Failure Detection in Agrona Streaming Applications

PatternNovember 2, 2024 - budding Distributed Systems, Failure Detection, Agrona

Agrona's Agent model is a solid choice for building low latency, high throughput streaming services. I've deployed this application model in a number of environments, most prominently in the market data distribution space.

The applications tend to have a simple design:

  • they source data from one or more upstream services
  • they communicate exclusively using Agrona ring buffers internally using efficient binary formats such as Simple Binary Encoding
  • they transform, aggregate and otherwise manipulate the data into a format suitable for downstream consumers
  • they distribute the data to one or more downstream consumers, typically via Aeron

In a well tuned system, the agents are able to process hundreds of thousands of messages per second and have an internal end-to-end latency (measured from the time the data is received from the upstream service to the time it is sent to the downstream consumer) of less than ten microseconds at 99.99% percentile.

Logical System Model

Detecting failures in these applications can be solved using either a publish only heartbeat or a request/response heartbeat.

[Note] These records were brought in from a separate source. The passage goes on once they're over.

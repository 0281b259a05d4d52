//! Router assembly.
//!
//! SYSTEM CONTEXT
//! ==============
//! This module binds the JSON API and stitches it together with Leptos SSR
//! rendering under a single Axum router. Compiled client assets are served
//! from `/pkg`.


pub mod jobs;

use std::path::PathBuf;

use axum::Router;
use axum::http::StatusCode;
use axum::routing::get;
use leptos::prelude::*;
use leptos_axum::{LeptosRoutes, generate_route_list};
use tower_http::compression::CompressionLayer;
use tower_http::cors::{Any, CorsLayer};
use tower_http::services::ServeDir;
use tower_http::trace::TraceLayer;

use crate::state::AppState;

/// JSON API routes with permissive CORS.
pub fn api_routes(state: AppState) -> Router {
    let cors = CorsLayer::new()
        .allow_origin(Any)
        .allow_methods(Any)
        .allow_headers(Any);

    Router::new()
        .route("/api/jobs", get(jobs::list_jobs))
        .route("/api/jobs/{id}", get(jobs::get_job))
        .route(
            "/api/jobs/{id}/applications",
            get(jobs::application_summary).post(jobs::create_application),
        )
        .route("/api/highlights", get(jobs::list_highlights))
        .route("/healthz", get(healthz))
        .layer(cors)
        .with_state(state)
}

/// API routes + Leptos SSR app + static client assets.
///
/// # Errors
///
/// Returns an error if the Leptos configuration cannot be loaded (missing or
/// malformed `[package.metadata.leptos]` / `LEPTOS_*` settings).
pub fn app(state: AppState) -> Result<Router, String> {
    let conf = get_configuration(None).map_err(|e| format!("leptos configuration: {e}"))?;
    let leptos_options = conf.leptos_options;
    let routes = generate_route_list(client::app::App);

    let leptos_router = Router::new()
        .leptos_routes(&leptos_options, routes, {
            let opts = leptos_options.clone();
            move || client::app::shell(opts.clone())
        })
        .with_state(leptos_options.clone());

    let site_root_path = PathBuf::from(leptos_options.site_root.as_ref());

    Ok(api_routes(state)
        .merge(leptos_router)
        .nest_service("/pkg", ServeDir::new(site_root_path.join("pkg")))
        .layer(CompressionLayer::new())
        .layer(TraceLayer::new_for_http()))
}

async fn healthz() -> StatusCode {
    StatusCode::OK
}
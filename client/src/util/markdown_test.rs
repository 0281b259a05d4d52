use super::*;

#[test]
fn renders_basic_formatting() {
    let html = render_markdown_html("Run the **sauté** station.\n\n- Prep\n- Close");
    assert!(html.contains("<strong>sauté</strong>"));
    assert!(html.contains("<li>Prep</li>"));
    assert!(html.contains("<li>Close</li>"));
}

#[test]
fn drops_raw_html() {
    let html = render_markdown_html("Hello <script>alert(1)</script> world\n\n<div onclick=\"x()\">block</div>");
    assert!(!html.contains("<script>"));
    assert!(!html.contains("onclick"));
    assert!(html.contains("Hello"));
}

#[test]
fn empty_input_renders_nothing() {
    assert_eq!(render_markdown_html(""), "");
}

#[test]
fn script_link_destinations_are_neutralized() {
    let html = render_markdown_html("[apply](javascript:alert(document.cookie))");
    assert!(!html.contains("javascript"), "{html}");
    assert!(html.contains("<a href=\"#\">apply</a>"), "{html}");

    let sneaky = render_markdown_html("[a](JavaScript:x) [c](vbscript:x)");
    assert!(!sneaky.to_ascii_lowercase().contains("script:"), "{sneaky}");
}

#[test]
fn data_image_sources_are_neutralized() {
    let html = render_markdown_html("![logo](data:text/html;base64,PHNjcmlwdD4=)");
    assert!(!html.contains("data:"), "{html}");
    assert!(html.contains("src=\"#\""), "{html}");
}

#[test]
fn web_mail_and_relative_destinations_are_kept() {
    let html = render_markdown_html(
        "[site](https://osteria.example/menu) [mail](mailto:jobs@osteria.example) [about](/about) [q](menu?a=b:c)",
    );
    assert!(html.contains("href=\"https://osteria.example/menu\""), "{html}");
    assert!(html.contains("href=\"mailto:jobs@osteria.example\""), "{html}");
    assert!(html.contains("href=\"/about\""), "{html}");
    assert!(html.contains("href=\"menu?a=b:c\""), "{html}");
}

#[test]
fn safe_url_checks_scheme_only() {
    assert!(is_safe_url("http://a"));
    assert!(is_safe_url("HTTPS://a"));
    assert!(is_safe_url("#section"));
    assert!(is_safe_url("images/kitchen.jpg"));
    assert!(!is_safe_url(" javascript:x"));
    assert!(!is_safe_url("java\tscript:x"));
    assert!(!is_safe_url("file:///etc/passwd"));
}
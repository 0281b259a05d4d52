//! Job catalog loading.
//!
//! ERROR HANDLING
//! ==============
//! The catalog is read once at startup. A missing or invalid file is fatal.

#[cfg(test)]
#[path = "catalog_test.rs"]
mod catalog_test;

use std::path::Path;

use listings::{Job, ListingError, parse_catalog};
use tracing::info;

#[derive(Debug, thiserror::Error)]
pub enum CatalogError {
    #[error("failed to read job catalog {path}: {source}")]
    Io {
        path: String,
        #[source]
        source: std::io::Error,
    },
    #[error("invalid job catalog {path}: {source}")]
    Listing {
        path: String,
        #[source]
        source: ListingError,
    },
}

/// Read and validate the catalog at `path`.
///
/// # Errors
///
/// Returns [`CatalogError::Io`] if the file cannot be read and
/// [`CatalogError::Listing`] if its contents fail validation.
pub async fn load_catalog(path: &Path) -> Result<Vec<Job>, CatalogError> {
    let path_display = path.display().to_string();
    let raw = tokio::fs::read_to_string(path)
        .await
        .map_err(|source| CatalogError::Io { path: path_display.clone(), source })?;
    let jobs = parse_catalog(&raw).map_err(|source| CatalogError::Listing { path: path_display.clone(), source })?;

    let featured = jobs.iter().filter(|job| job.featured).count();
    info!(path = %path_display, jobs = jobs.len(), featured, "job catalog loaded");
    Ok(jobs)
}
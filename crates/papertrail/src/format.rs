//! Text helpers shared by the renderers.

use super::*;

/// Collapses every run of whitespace (including the hard line breaks arXiv puts in titles and
/// abstracts) into a single space.
///
/// ```
/// use papertrail::format::collapse_whitespace;
///
/// assert_eq!(collapse_whitespace("On the\n  Size of  Pairings "), "On the Size of Pairings");
/// ```
pub fn collapse_whitespace(text: &str) -> String { text.split_whitespace().collect::<Vec<_>>().join(" ") }

/// Shortens `title` to at most `max_chars` characters, ending in an ellipsis when cut.
///
/// Cuts on a character boundary, never inside a multi-byte character.
///
/// ```
/// use papertrail::format::format_title;
///
/// assert_eq!(format_title("Floer homology", Some(40)), "Floer homology");
/// assert_eq!(format_title("Floer homology and the Arnold conjecture", Some(15)), "Floer homology…");
/// ```
pub fn format_title(title: &str, max_chars: Option<usize>) -> String {
  match max_chars {
    Some(max) if title.chars().count() > max => {
      let cut: String = title.chars().take(max.saturating_sub(1)).collect();
      format!("{}…", cut.trim_end())
    },
    _ => title.to_owned(),
  }
}

/// Joins at most `max_authors` names, appending "et al." when the list is longer.
///
/// ```
/// use papertrail::format::format_authors;
///
/// let authors = ["A. One", "B. Two", "C. Three"].map(String::from);
/// assert_eq!(format_authors(&authors, 2), "A. One, B. Two et al.");
/// assert_eq!(format_authors(&authors, 3), "A. One, B. Two, C. Three");
/// ```
pub fn format_authors(authors: &[String], max_authors: usize) -> String {
  if max_authors > 0 && authors.len() > max_authors {
    format!("{} et al.", author_display(&authors[..max_authors]))
  } else {
    author_display(authors)
  }
}

/// Escapes text for use in HTML element content and quoted attribute values.
pub fn escape_html(text: &str) -> String {
  text
    .replace('&', "&amp;")
    .replace('<', "&lt;")
    .replace('>', "&gt;")
    .replace('"', "&quot;")
    .replace('\'', "&#39;")
}

/// Makes text safe to place inside a Markdown table cell.
pub fn escape_markdown_cell(text: &str) -> String {
  collapse_whitespace(text).replace('|', "\\|")
}

/// Pads the math in `text` with spaces so Markdown renderers pick it up, and trims whitespace
/// just inside the dollars.
///
/// The span runs from the first `$` to the last one, so several inline formulas are padded as a
/// whole on their outer sides.
///
/// ```
/// use papertrail::format::pretty_math;
///
/// assert_eq!(pretty_math("The$ SU(2) $case"), "The $SU(2)$ case");
/// assert_eq!(pretty_math("a$x$ and $y$b"), "a $x$ and $y$ b");
/// assert_eq!(pretty_math("No math here"), "No math here");
/// ```
pub fn pretty_math(text: &str) -> String {
  lazy_static! {
    static ref MATH_SPAN: Regex = Regex::new(r"\$.*\$").unwrap();
  }

  let Some(found) = MATH_SPAN.find(text) else {
    return text.to_owned();
  };
  let (before, after) = (&text[..found.start()], &text[found.end()..]);
  let span = found.as_str();
  let inner = span[1..span.len() - 1].trim();

  let lead = match before.chars().last() {
    Some(c) if c != ' ' && c != '*' => " ",
    _ => "",
  };
  let trail = match after.chars().next() {
    Some(c) if c != ' ' && c != '*' => " ",
    _ => "",
  };
  format!("{before}{lead}${inner}${trail}{after}")
}
use super::*;

#[traced_test]
#[tokio::test]
async fn test_verify_without_snapshot_skips_early() -> TestResult<()> {
  let server = MockServer::start().await;
  let dir = tempdir()?;
  let config = test_config(&server, dir.path());

  let summary = Pipeline::new(config)?.run_at(Mode::VerifyLinks, now()).await?;

  assert!(summary.is_skipped());
  assert!(summary.verification.is_none());
  assert!(summary.written.is_empty());
  assert_eq!(server.received_requests().await.map(|r| r.len()), Some(0));
  assert_eq!(std::fs::read_dir(dir.path())?.count(), 0);
  Ok(())
}

#[traced_test]
#[tokio::test]
async fn test_verify_with_empty_snapshot_skips_early() -> TestResult<()> {
  let server = MockServer::start().await;
  let dir = tempdir()?;
  let config = test_config(&server, dir.path());
  Snapshot::new(vec![], now()).save(&config.output.snapshot_path)?;

  let summary = Pipeline::new(config.clone())?.run_at(Mode::VerifyLinks, now()).await?;

  assert!(summary.is_skipped());
  assert!(!config.output.verification_log_path.exists());
  assert!(!config.output.html_path.exists());
  Ok(())
}

#[traced_test]
#[tokio::test]
async fn test_verify_repairs_snapshot_and_writes_log() -> TestResult<()> {
  let server = MockServer::start().await;
  mount_head(&server, "/stale/1234.5678", 404).await;
  mount_head(&server, "/abs/1234.5678", 200).await;
  let dir = tempdir()?;
  let config = test_config(&server, dir.path());
  let stored_at = Utc.with_ymd_and_hms(2024, 3, 1, 0, 0, 0).unwrap();
  let stale = Paper::new("1234.5678", "Stored", vec![], stored_at)
    .with_url(format!("{}/stale/1234.5678", server.uri()))
    .with_pdf_url(None);
  Snapshot::new(vec![stale], stored_at).save(&config.output.snapshot_path)?;

  let summary = Pipeline::new(config.clone())?.run_at(Mode::VerifyLinks, now()).await?;

  assert_eq!(summary.outcome, RunOutcome::Completed);
  let log = summary.verification.ok_or("no verification log")?;
  assert_eq!((log.accessible, log.broken, log.updated), (1, 0, 1));

  let snapshot = Snapshot::load(&config.output.snapshot_path)?.ok_or("snapshot missing")?;
  assert_eq!(snapshot.papers[0].url, format!("{}/abs/1234.5678", server.uri()));
  assert_eq!(snapshot.papers[0].pdf_url, Some(format!("{}/pdf/1234.5678", server.uri())));

  let written: serde_json::Value =
    serde_json::from_str(&std::fs::read_to_string(&config.output.verification_log_path)?)?;
  assert_eq!(written["total_checked"], 1);
  assert_eq!(written["updated"], 1);
  assert_eq!(written["details"][0]["status"], "updated");
  assert_eq!(written["details"][0]["original_url"], format!("{}/stale/1234.5678", server.uri()));

  let html = std::fs::read_to_string(&config.output.html_path)?;
  assert!(html.contains(&format!("{}/abs/1234.5678", server.uri())));
  Ok(())
}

In this model, the duty cycle of every agent pushes a heartbeat message to a central Failure Detector agent over dedicated Agrona ring buffers. This Failure Detector agent is responsible for observing the heartbeat messages and detecting failures.

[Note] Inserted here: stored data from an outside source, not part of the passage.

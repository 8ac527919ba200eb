//! Link reachability checks and repair.
//!
//! Every record's canonical URL (and document URL, if any) is probed with a `HEAD` request. When
//! the canonical URL is unreachable, both links are rebuilt from the identifier using the
//! configured templates; the rebuilt links replace the stored ones only if the rebuilt canonical
//! URL answers. A record that cannot be repaired keeps its stale links and is reported as broken.
//!
//! Probe failures of any kind (timeouts, refused connections, error statuses) count as
//! unreachable and never abort the run.
//!
//! # Examples
//!
//! ```no_run
//! use chrono::Utc;
//! use papertrail::{config::LinkConfig, snapshot::Snapshot, verify::LinkVerifier};
//!
//! # async fn example() -> Result<(), Box<dyn std::error::Error>> {
//! let mut snapshot = Snapshot::load_or_empty("docs/papers.json");
//! let verifier = LinkVerifier::new(LinkConfig::default())?;
//! let log = verifier.verify_all(&mut snapshot.papers, Utc::now()).await;
//! println!("{} broken, {} repaired", log.broken, log.updated);
//! # Ok(())
//! # }
//! ```

use super::*;

/// Final state of a record's canonical link.
#[derive(Debug, Clone, Copy, PartialEq, Eq, Serialize, Deserialize)]
#[serde(rename_all = "lowercase")]
pub enum LinkStatus {
  /// The stored link answered
  Accessible,
  /// The stored link was dead and has been replaced by the rebuilt one
  Updated,
  /// Neither the stored nor the rebuilt link answered
  Broken,
}

/// Outcome of checking one record.
#[derive(Debug, Clone, PartialEq, Serialize, Deserialize)]
pub struct LinkCheck {
  /// Record identifier
  pub id:              String,
  /// Canonical URL as stored before the check
  pub original_url:    String,
  /// What happened to the link
  pub status:          LinkStatus,
  /// The rebuilt canonical URL, when it replaced the stored one
  #[serde(default, skip_serializing_if = "Option::is_none")]
  pub replacement_url: Option<String>,
  /// Whether the stored document URL answered, when there was one
  #[serde(default, skip_serializing_if = "Option::is_none")]
  pub pdf_accessible:  Option<bool>,
}

/// Report written after a verification pass.
#[derive(Debug, Clone, PartialEq, Serialize, Deserialize)]
pub struct VerificationLog {
  /// When the pass ran
  pub timestamp:     DateTime<Utc>,
  /// Records checked
  pub total_checked: usize,
  /// Records whose canonical link works after the pass, including repaired ones
  pub accessible:    usize,
  /// Records whose canonical link is still dead
  pub broken:        usize,
  /// Records whose links were replaced
  pub updated:       usize,
  /// One entry per record, in record order
  pub details:       Vec<LinkCheck>,
}

/// Probes and repairs paper links.
#[derive(Debug)]
pub struct LinkVerifier {
  /// Internal web client used for `HEAD` probes.
  client: reqwest::Client,
  /// Templates used to rebuild links
  links:  LinkConfig,
}

impl LinkVerifier {
  /// Creates a verifier whose probes time out after the configured link timeout.
  pub fn new(links: LinkConfig) -> Result<Self> {
    let client = reqwest::Client::builder().timeout(links.timeout()).build()?;
    Ok(Self { client, links })
  }

  /// Checks every paper in place and summarizes the pass.
  pub async fn verify_all(&self, papers: &mut [Paper], now: DateTime<Utc>) -> VerificationLog {
    info!("Verifying links for {} papers", papers.len());

    let mut details = Vec::with_capacity(papers.len());
    for paper in papers.iter_mut() {
      details.push(self.verify_paper(paper).await);
    }

    let log = VerificationLog::from_details(details, now);
    info!(
      "Checked {} links: {} accessible, {} broken, {} updated",
      log.total_checked, log.accessible, log.broken, log.updated
    );
    log
  }

  /// Checks one paper, rewriting its links if they can be repaired.
  pub async fn verify_paper(&self, paper: &mut Paper) -> LinkCheck {
    let original_url = paper.url.clone();
    let canonical_ok = self.is_reachable(&paper.url).await;

    let pdf_accessible = match &paper.pdf_url {
      Some(pdf_url) => Some(self.is_reachable(pdf_url).await),
      None => None,
    };

    let mut check = LinkCheck {
      id: paper.id.clone(),
      original_url,
      status: LinkStatus::Accessible,
      replacement_url: None,
      pdf_accessible,
    };
    if canonical_ok {
      return check;
    }

    let rebuilt_url = self.links.canonical_url(&paper.id);
    if self.is_reachable(&rebuilt_url).await {
      info!("Repaired link for {}: {} -> {rebuilt_url}", paper.id, paper.url);
      paper.url = rebuilt_url.clone();
      paper.pdf_url = Some(self.links.document_url(&paper.id));
      check.status = LinkStatus::Updated;
      check.replacement_url = Some(rebuilt_url);
    } else {
      warn!("Broken link for {}: {}", paper.id, paper.url);
      check.status = LinkStatus::Broken;
    }
    check
  }

  /// Whether `url` answers a `HEAD` request with a success status, following redirects.
  pub async fn is_reachable(&self, url: &str) -> bool {
    match self.client.head(url).send().await {
      Ok(response) => {
        let status = response.status();
        trace!("HEAD {url} -> {status}");
        status.is_success()
      },
      Err(e) => {
        debug!("HEAD {url} failed: {e}");
        false
      },
    }
  }
}

impl VerificationLog {
  /// Tallies per-record results. Each record counts once, as accessible or broken, by its final
  /// state.
  pub fn from_details(details: Vec<LinkCheck>, timestamp: DateTime<Utc>) -> Self {
    let count = |status| details.iter().filter(|check| check.status == status).count();
    let updated = count(LinkStatus::Updated);
    let broken = count(LinkStatus::Broken);
    let accessible = count(LinkStatus::Accessible) + updated;
    Self { timestamp, total_checked: details.len(), accessible, broken, updated, details }
  }

  /// Writes the report to `path` as pretty-printed JSON.
  pub fn save(&self, path: impl AsRef<Path>) -> Result<()> {
    snapshot::write_json(path.as_ref(), self)
  }
}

In simple models, a missing heartbeat message is taken as an indication of failure. Alternatively, a more advanced model may compute some basic statistics about the heartbeat messages - using a model such as the Phi Accrual Failure Detector.

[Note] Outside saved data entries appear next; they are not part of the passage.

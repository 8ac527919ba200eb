use super::*;

pub mod init;
pub mod run;

pub use init::{init, InitArgs};
pub use run::run;

/// Available commands for the CLI
#[derive(Subcommand, Clone, Debug)]
pub enum Commands {
  /// Write a default configuration file
  Init(InitArgs),

  /// Fetch recent papers, merge them into the snapshot and publish (default)
  Update,

  /// Check every stored link, repair broken ones and publish
  Verify,

  /// Backfill whole years of papers and publish
  Historical(HistoricalArgs),

  /// Re-render the stored papers without any network access
  Render,
}

/// Arguments for [`Commands::Historical`]
#[derive(Args, Clone, Debug)]
pub struct HistoricalArgs {
  /// First year to collect
  #[arg(long)]
  pub start_year: i32,

  /// Last year to collect, defaults to the current year
  #[arg(long)]
  pub end_year: Option<i32>,
}
//! Keyword queries against the arXiv API.
//!
//! The [`Retriever`] issues one query per configured [`Keyword`], scoped to the configured
//! categories and sorted by submission date, newest first. Results are accumulated into a
//! [`PaperSet`], so a paper matched by several keywords is kept once (the last match wins) and
//! filed under the topic of every keyword that matched it.
//!
//! Queries run one after another with a fixed pause in between, to stay polite towards the
//! remote index. A failing query is logged and skipped; the remaining keywords still run.
//!
//! # Examples
//!
//! ```no_run
//! use chrono::Utc;
//! use papertrail::{config::QueryConfig, retriever::Retriever};
//!
//! # async fn example() -> Result<(), Box<dyn std::error::Error>> {
//! let retriever = Retriever::new(QueryConfig::default())?;
//! let fetched = retriever.fetch_recent(Utc::now()).await;
//! println!("{} papers from {} queries", fetched.papers.len(), fetched.queries);
//! # Ok(())
//! # }
//! ```

use chrono::NaiveDate;

use super::*;

mod xml;

pub use self::xml::parse_feed;

/// Papers collected by one retrieval pass.
#[derive(Debug, Default)]
pub struct Fetched {
  /// Everything fetched, keyed by identifier
  pub papers:   PaperSet,
  /// Queries issued
  pub queries:  usize,
  /// Queries that failed and were skipped
  pub failures: usize,
}

/// Client for keyword queries against the arXiv API.
#[derive(Debug)]
pub struct Retriever {
  /// Internal web client used to connect to the API.
  client: reqwest::Client,
  /// Keywords, categories and limits
  config: QueryConfig,
}

/// Inclusive submission date window for a query.
#[derive(Debug, Clone, Copy, PartialEq, Eq)]
pub struct SubmittedRange {
  /// First day included
  pub from:    NaiveDate,
  /// Last day included
  pub through: NaiveDate,
}

impl SubmittedRange {
  /// The whole calendar year `year`, if it is representable.
  pub fn year(year: i32) -> Option<Self> {
    Some(Self {
      from:    NaiveDate::from_ymd_opt(year, 1, 1)?,
      through: NaiveDate::from_ymd_opt(year, 12, 31)?,
    })
  }
}

impl Retriever {
  /// Creates a retriever with an HTTP client configured from `config`.
  ///
  /// # Errors
  ///
  /// Fails if the API URL does not parse or the HTTP client cannot be built.
  pub fn new(config: QueryConfig) -> Result<Self> {
    url::Url::parse(&config.api_url)?;
    let client = reqwest::Client::builder()
      .timeout(config.timeout())
      .user_agent(config.user_agent.clone())
      .build()?;
    Ok(Self { client, config })
  }

  /// Runs every keyword query and keeps papers published at or after `now - recency_days`.
  pub async fn fetch_recent(&self, now: DateTime<Utc>) -> Fetched {
    let cutoff = now - chrono::Duration::days(i64::from(self.config.recency_days));
    info!(
      "Fetching papers for {} keywords published since {}",
      self.config.keywords.len(),
      cutoff.format("%Y-%m-%d")
    );

    let mut fetched = Fetched::default();
    for (position, keyword) in self.config.keywords.iter().enumerate() {
      if position > 0 {
        self.pause().await;
      }

      let query = build_query(keyword, &self.config.categories, None);
      fetched.queries += 1;
      match self.search(&query, self.config.max_results).await {
        Ok(papers) => {
          let total = papers.len();
          let recent = published_since(papers, cutoff);
          info!("Keyword \"{}\": {} results, {} recent", keyword.topic, total, recent.len());
          fetched.papers.extend(tag_topic(recent, keyword));
        },
        Err(e) => {
          warn!("Keyword \"{}\" failed, skipping: {e}", keyword.topic);
          fetched.failures += 1;
        },
      }
    }
    fetched
  }

  /// Runs every keyword query once per year from `start_year` through `end_year`, without a
  /// recency cutoff.
  pub async fn fetch_historical(&self, start_year: i32, end_year: i32) -> Fetched {
    info!("Starting historical collection from {start_year} to {end_year}");

    let mut fetched = Fetched::default();
    for year in start_year..=end_year {
      let Some(range) = SubmittedRange::year(year) else {
        warn!("Skipping unrepresentable year {year}");
        continue;
      };

      let before = fetched.papers.len();
      for keyword in &self.config.keywords {
        if fetched.queries > 0 {
          self.pause().await;
        }

        let query = build_query(keyword, &self.config.categories, Some(range));
        fetched.queries += 1;
        match self.search(&query, self.config.historical_max_per_year).await {
          Ok(papers) => fetched.papers.extend(tag_topic(papers, keyword)),
          Err(e) => {
            error!("Year {year}, keyword \"{}\" failed, skipping: {e}", keyword.topic);
            fetched.failures += 1;
          },
        }
      }
      info!("Year {year} completed, {} new papers", fetched.papers.len() - before);
    }

    info!("Historical collection completed, {} papers in total", fetched.papers.len());
    fetched
  }

  /// Issues a single search query and parses the returned feed.
  ///
  /// # Errors
  ///
  /// Returns an error if the request fails, the server answers with a non-success status, or the
  /// response is not a valid feed.
  pub async fn search(&self, query: &str, max_results: usize) -> Result<Vec<Paper>> {
    let url = search_url(&self.config.api_url, query, max_results)?;
    debug!("Fetching from arXiv via: {url}");

    let response = self.client.get(url).send().await?;
    let status = response.status();
    if !status.is_success() {
      return Err(PapertrailError::ApiError(format!("arXiv returned status {status}")));
    }

    let data = response.bytes().await?;
    trace!("arXiv response: {}", String::from_utf8_lossy(&data));
    parse_feed(&data)
  }

  /// Waits the configured time between two remote queries.
  async fn pause(&self) {
    let delay = self.config.request_delay();
    if !delay.is_zero() {
      trace!("Sleeping {delay:?} before the next query");
      tokio::time::sleep(delay).await;
    }
  }
}

/// Builds the arXiv `search_query` for one keyword.
///
/// Phrases are OR-ed, multi-word phrases are quoted, and categories form an any-of scope:
///
/// ```
/// use papertrail::{config::Keyword, retriever::build_query};
///
/// let keyword = Keyword {
///   topic:   "SG".into(),
///   filters: vec!["symplectic geometry".into(), "symplectomorphism".into()],
/// };
/// let categories = vec!["math.SG".to_string(), "math.DG".to_string()];
/// assert_eq!(
///   build_query(&keyword, &categories, None),
///   r#"("symplectic geometry" OR symplectomorphism) AND (cat:math.SG OR cat:math.DG)"#
/// );
/// ```
pub fn build_query(
  keyword: &Keyword,
  categories: &[String],
  submitted: Option<SubmittedRange>,
) -> String {
  let phrases = keyword
    .phrases()
    .into_iter()
    .map(str::trim)
    .filter(|phrase| !phrase.is_empty())
    .map(|phrase| {
      if phrase.split_whitespace().count() > 1 {
        format!("\"{phrase}\"")
      } else {
        phrase.to_owned()
      }
    })
    .collect::<Vec<_>>()
    .join(" OR ");

  let mut query = format!("({phrases})");
  if !categories.is_empty() {
    let scope = categories.iter().map(|c| format!("cat:{c}")).collect::<Vec<_>>().join(" OR ");
    query.push_str(&format!(" AND ({scope})"));
  }
  if let Some(range) = submitted {
    query.push_str(&format!(
      " AND submittedDate:[{}0000 TO {}2359]",
      range.from.format("%Y%m%d"),
      range.through.format("%Y%m%d")
    ));
  }
  query
}

/// Full request URL for `query`, newest submissions first.
pub fn search_url(api_url: &str, query: &str, max_results: usize) -> Result<url::Url> {
  let max_results = max_results.to_string();
  Ok(url::Url::parse_with_params(api_url, &[
    ("search_query", query),
    ("start", "0"),
    ("max_results", max_results.as_str()),
    ("sortBy", "submittedDate"),
    ("sortOrder", "descending"),
  ])?)
}

/// Keeps the papers published at or after `cutoff`.
pub fn published_since(papers: Vec<Paper>, cutoff: DateTime<Utc>) -> Vec<Paper> {
  papers.into_iter().filter(|paper| paper.published >= cutoff).collect()
}

/// Files every paper under the topic of the keyword whose query returned it.
fn tag_topic(papers: Vec<Paper>, keyword: &Keyword) -> impl Iterator<Item = Paper> + '_ {
  papers.into_iter().map(|paper| paper.with_topics([keyword.topic.clone()]))
}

Ultimately, once the failure detector agent decides it has detected a failure, it sets a flag that is observed by an external probe, and the external monitoring probe can take an action, such as restarting the process.

Why is is this necessary?

In production systems, sometimes agents can become unresponsive. This might be due to a bug in the application, a CPU starvation issue, an extended GC pause, or something else.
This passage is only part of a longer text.